[WHAT THE TASK REQUIRES] Each record below should be written out again exactly as given.
'''
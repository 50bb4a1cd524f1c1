use super::{parse_database, skip_malformed, BuildContext, Collection, Entity};
use crate::errors::Error;
use crate::text::ValueReader;
use std::cell::RefCell;
use tracing::info;

/// A noble family
#[derive(Debug, Clone, PartialEq, Default)]
pub struct Family {
    pub id: u64,
    pub key: Option<String>,
    pub culture: Option<String>,
    pub prestige: f64,
    pub minor: bool,

    /// Characters that belong to the family. Filled in by the linker from
    /// each character's family reference.
    pub members: Vec<u64>,
}

impl Entity for Family {
    const COLLECTION: &'static str = "families";

    fn id(&self) -> u64 {
        self.id
    }
}

impl Family {
    /// A family with only an ID
    pub fn new(id: u64) -> Self {
        Family {
            id,
            ..Default::default()
        }
    }

    /// Build a family from its save block
    pub fn parse(
        id: u64,
        value: &mut ValueReader<'_, '_>,
        ctx: &mut BuildContext,
    ) -> Result<Family, Error> {
        let family = RefCell::new(Family::new(id));
        let mut parser = ctx.parser();
        parser.register("key", |key, v| {
            family.borrow_mut().key = skip_malformed(key, v.read_string())?;
            Ok(())
        });
        parser.register("culture", |key, v| {
            family.borrow_mut().culture = skip_malformed(key, v.read_string())?;
            Ok(())
        });
        parser.register("prestige", |key, v| {
            if let Some(prestige) = skip_malformed(key, v.read_f64())? {
                family.borrow_mut().prestige = prestige;
            }
            Ok(())
        });
        parser.register("minor_family", |key, v| {
            if let Some(minor) = skip_malformed(key, v.read_bool())? {
                family.borrow_mut().minor = minor;
            }
            Ok(())
        });

        ctx.ignore(parser.parse(value.scope()?)?);
        Ok(family.into_inner())
    }
}

/// Read the `family` section: `{ families = { <id> = { .. } } }`
pub fn parse_families(
    value: &mut ValueReader<'_, '_>,
    ctx: &mut BuildContext,
) -> Result<Collection<Family>, Error> {
    info!("Loading Families...");
    let mut families = Collection::new();
    let mut parser = ctx.parser();
    parser.register("families", |_, v| {
        parse_database(v, &mut *ctx, &mut families, |id, v, ctx| {
            Family::parse(id, v, ctx).map(Some)
        })
    });

    let ignored = parser.parse(value.scope()?)?;
    ctx.ignore(ignored);
    info!("Loaded {} families.", families.len());
    Ok(families)
}

#[cfg(test)]
mod tests {
    use super::*;
    use crate::text::{Parser, UnregisteredPolicy};
    use crate::ErrorKind;

    fn families(data: &[u8]) -> Result<Collection<Family>, Error> {
        let result = RefCell::new(None);
        let mut ctx = BuildContext::new(UnregisteredPolicy::Ignore);
        let mut parser = Parser::new();
        parser.register("family", |_, v| {
            *result.borrow_mut() = Some(parse_families(v, &mut ctx)?);
            Ok(())
        });
        parser.parse_slice(data)?;
        Ok(result.into_inner().unwrap_or_default())
    }

    #[test]
    fn test_parse_families() {
        let families = families(
            br#"family = { families = {
                1 = { key = "Cornelius" culture = roman prestige = 120.5 minor_family = no }
                2 = { key = "Barcid" culture = carthaginian minor_family = yes }
                3 = none
            } }"#,
        )
        .unwrap();

        assert_eq!(families.len(), 2);
        let cornelii = families.lookup(1).unwrap();
        assert_eq!(cornelii.key.as_deref(), Some("Cornelius"));
        assert_eq!(cornelii.prestige, 120.5);
        assert!(!cornelii.minor);
        assert!(families.lookup(2).unwrap().minor);
        assert!(cornelii.members.is_empty());
    }

    #[test]
    fn test_duplicate_family() {
        let err = families(b"family = { families = { 1 = { } 1 = { } } }").unwrap_err();
        assert!(matches!(
            err.kind(),
            ErrorKind::DuplicateId {
                collection: "families",
                id: 1
            }
        ));
    }
}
'''
[ANSWER FOR THIS EXERCISE]
repository 50bb4a1cd524f1c1
use super::{parse_database, skip_malformed, BuildContext, Collection, Entity};
use crate::errors::Error;
use crate::text::ValueReader;
use std::cell::RefCell;
use tracing::info;

/// A noble family
#[derive(Debug, Clone, PartialEq, Default)]
pub struct Family {
    pub id: u64,
    pub key: Option<String>,
    pub culture: Option<String>,
    pub prestige: f64,
    pub minor: bool,

    /// Characters that belong to the family. Filled in by the linker from
    /// each character's family reference.
    pub members: Vec<u64>,
}

impl Entity for Family {
    const COLLECTION: &'static str = "families";

    fn id(&self) -> u64 {
        self.id
    }
}

impl Family {
    /// A family with only an ID
    pub fn new(id: u64) -> Self {
        Family {
            id,
            ..Default::default()
        }
    }

    /// Build a family from its save block
    pub fn parse(
        id: u64,
        value: &mut ValueReader<'_, '_>,
        ctx: &mut BuildContext,
    ) -> Result<Family, Error> {
        let family = RefCell::new(Family::new(id));
        let mut parser = ctx.parser();
        parser.register("key", |key, v| {
            family.borrow_mut().key = skip_malformed(key, v.read_string())?;
            Ok(())
        });
        parser.register("culture", |key, v| {
            family.borrow_mut().culture = skip_malformed(key, v.read_string())?;
            Ok(())
        });
        parser.register("prestige", |key, v| {
            if let Some(prestige) = skip_malformed(key, v.read_f64())? {
                family.borrow_mut().prestige = prestige;
            }
            Ok(())
        });
        parser.register("minor_family", |key, v| {
            if let Some(minor) = skip_malformed(key, v.read_bool())? {
                family.borrow_mut().minor = minor;
            }
            Ok(())
        });

        ctx.ignore(parser.parse(value.scope()?)?);
        Ok(family.into_inner())
    }
}

/// Read the `family` section: `{ families = { <id> = { .. } } }`
pub fn parse_families(
    value: &mut ValueReader<'_, '_>,
    ctx: &mut BuildContext,
) -> Result<Collection<Family>, Error> {
    info!("Loading Families...");
    let mut families = Collection::new();
    let mut parser = ctx.parser();
    parser.register("families", |_, v| {
        parse_database(v, &mut *ctx, &mut families, |id, v, ctx| {
            Family::parse(id, v, ctx).map(Some)
        })
    });

    let ignored = parser.parse(value.scope()?)?;
    ctx.ignore(ignored);
    info!("Loaded {} families.", families.len());
    Ok(families)
}

#[cfg(test)]
mod tests {
    use super::*;
    use crate::text::{Parser, UnregisteredPolicy};
    use crate::ErrorKind;

    fn families(data: &[u8]) -> Result<Collection<Family>, Error> {
        let result = RefCell::new(None);
        let mut ctx = BuildContext::new(UnregisteredPolicy::Ignore);
        let mut parser = Parser::new();
        parser.register("family", |_, v| {
            *result.borrow_mut() = Some(parse_families(v, &mut ctx)?);
            Ok(())
        });
        parser.parse_slice(data)?;
        Ok(result.into_inner().unwrap_or_default())
    }

    #[test]
    fn test_parse_families() {
        let families = families(
            br#"family = { families = {
                1 = { key = "Cornelius" culture = roman prestige = 120.5 minor_family = no }
                2 = { key = "Barcid" culture = carthaginian minor_family = yes }
                3 = none
            } }"#,
        )
        .unwrap();

        assert_eq!(families.len(), 2);
        let cornelii = families.lookup(1).unwrap();
        assert_eq!(cornelii.key.as_deref(), Some("Cornelius"));
        assert_eq!(cornelii.prestige, 120.5);
        assert!(!cornelii.minor);
        assert!(families.lookup(2).unwrap().minor);
        assert!(cornelii.members.is_empty());
    }

    #[test]
    fn test_duplicate_family() {
        let err = families(b"family = { families = { 1 = { } 1 = { } } }").unwrap_err();
        assert!(matches!(
            err.kind(),
            ErrorKind::DuplicateId {
                collection: "families",
                id: 1
            }
        ));
    }
}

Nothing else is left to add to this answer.